▶ **Exercise material**

//! Filter value micro-grammar
//!
//! A raw field value folds junction, grouping, and operator markers into
//! one string, e.g. `OR_(_>_18` or `18<x<65`. Parsing is an ordered
//! sequence of strip rules: each rule consumes its marker from the front
//! or back of the remaining string and the next rule inspects what is
//! left. Markers match case-insensitively.

use super::types::{CompareOp, FilterKind, Junction};

/// Operator markers in match order. First match wins; the longer `>>_`
/// and `<<_` markers cannot collide with `>_`/`<_` because the second
/// character differs.
const OPERATOR_RULES: &[(&str, CompareOp)] = &[
    ("!_", CompareOp::Ne),
    (">_", CompareOp::Gte),
    ("<_", CompareOp::Lte),
    (">>_", CompareOp::Gt),
    ("<<_", CompareOp::Lt),
];

const PATTERN_MARKER: &str = "~_";
const RANGE_MARKER: &str = "<x<";
const GROUP_OPEN: &str = "(_";
const GROUP_CLOSE: &str = "_)";

/// Strip a leading junction marker. Absent marker defaults to `AND`.
pub(super) fn strip_junction(value: &str) -> (Junction, &str) {
    if let Some(rest) = strip_prefix_ci(value, "OR_") {
        (Junction::Or, rest)
    } else if let Some(rest) = strip_prefix_ci(value, "NOT_") {
        (Junction::Not, rest)
    } else if let Some(rest) = strip_prefix_ci(value, "AND_") {
        (Junction::And, rest)
    } else {
        (Junction::And, value)
    }
}

/// Count and strip leading `(_` group-open markers.
pub(super) fn strip_opening(mut value: &str) -> (usize, &str) {
    let mut count = 0;
    while let Some(rest) = value.strip_prefix(GROUP_OPEN) {
        count += 1;
        value = rest;
    }
    (count, value)
}

/// Count and strip trailing `_)` group-close markers.
pub(super) fn strip_closing(mut value: &str) -> (usize, &str) {
    let mut count = 0;
    while let Some(rest) = value.strip_suffix(GROUP_CLOSE) {
        count += 1;
        value = rest;
    }
    (count, value)
}

/// Match the remaining string against the kind rules, in order: operator
/// prefixes, the pattern prefix, a range marker anywhere, and finally the
/// equality fallback that accepts any string unchanged.
pub(super) fn match_kind(value: &str) -> FilterKind {
    for (marker, op) in OPERATOR_RULES {
        if let Some(rest) = strip_prefix_ci(value, marker) {
            return FilterKind::Comparison {
                op: *op,
                value: rest.to_string(),
            };
        }
    }
    if let Some(rest) = strip_prefix_ci(value, PATTERN_MARKER) {
        return FilterKind::Pattern {
            value: rest.to_string(),
        };
    }
    if let Some((low, high)) = split_range(value) {
        return FilterKind::Range { low, high };
    }
    FilterKind::Comparison {
        op: CompareOp::Eq,
        value: value.to_string(),
    }
}

/// Case-insensitive `strip_prefix`.
fn strip_prefix_ci<'a>(value: &'a str, marker: &str) -> Option<&'a str> {
    let head = value.get(..marker.len())?;
    head.eq_ignore_ascii_case(marker)
        .then(|| &value[marker.len()..])
}

/// Split at the first `<X<` occurrence into (low, high).
fn split_range(value: &str) -> Option<(String, String)> {
    let at = value.to_ascii_lowercase().find(RANGE_MARKER)?;
    let low = &value[..at];
    let high = &value[at + RANGE_MARKER.len()..];
    Some((low.to_string(), high.to_string()))
}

▶ **Task instructions**
After locating the line holding "pub(super) fn strip_junction(value: &str)" above, output exactly that line and every line after it through the line holding "if let Some(rest) = strip_prefix_ci(value, marker)". Include nothing else.

▶ **Answer to this exercise**
pub(super) fn strip_junction(value: &str) -> (Junction, &str) {
    if let Some(rest) = strip_prefix_ci(value, "OR_") {
        (Junction::Or, rest)
    } else if let Some(rest) = strip_prefix_ci(value, "NOT_") {
        (Junction::Not, rest)
    } else if let Some(rest) = strip_prefix_ci(value, "AND_") {
        (Junction::And, rest)
    } else {
        (Junction::And, value)
    }
}

/// Count and strip leading `(_` group-open markers.
pub(super) fn strip_opening(mut value: &str) -> (usize, &str) {
    let mut count = 0;
    while let Some(rest) = value.strip_prefix(GROUP_OPEN) {
        count += 1;
        value = rest;
    }
    (count, value)
}

/// Count and strip trailing `_)` group-close markers.
pub(super) fn strip_closing(mut value: &str) -> (usize, &str) {
    let mut count = 0;
    while let Some(rest) = value.strip_suffix(GROUP_CLOSE) {
        count += 1;
        value = rest;
    }
    (count, value)
}

/// Match the remaining string against the kind rules, in order: operator
/// prefixes, the pattern prefix, a range marker anywhere, and finally the
/// equality fallback that accepts any string unchanged.
pub(super) fn match_kind(value: &str) -> FilterKind {
    for (marker, op) in OPERATOR_RULES {
        if let Some(rest) = strip_prefix_ci(value, marker) {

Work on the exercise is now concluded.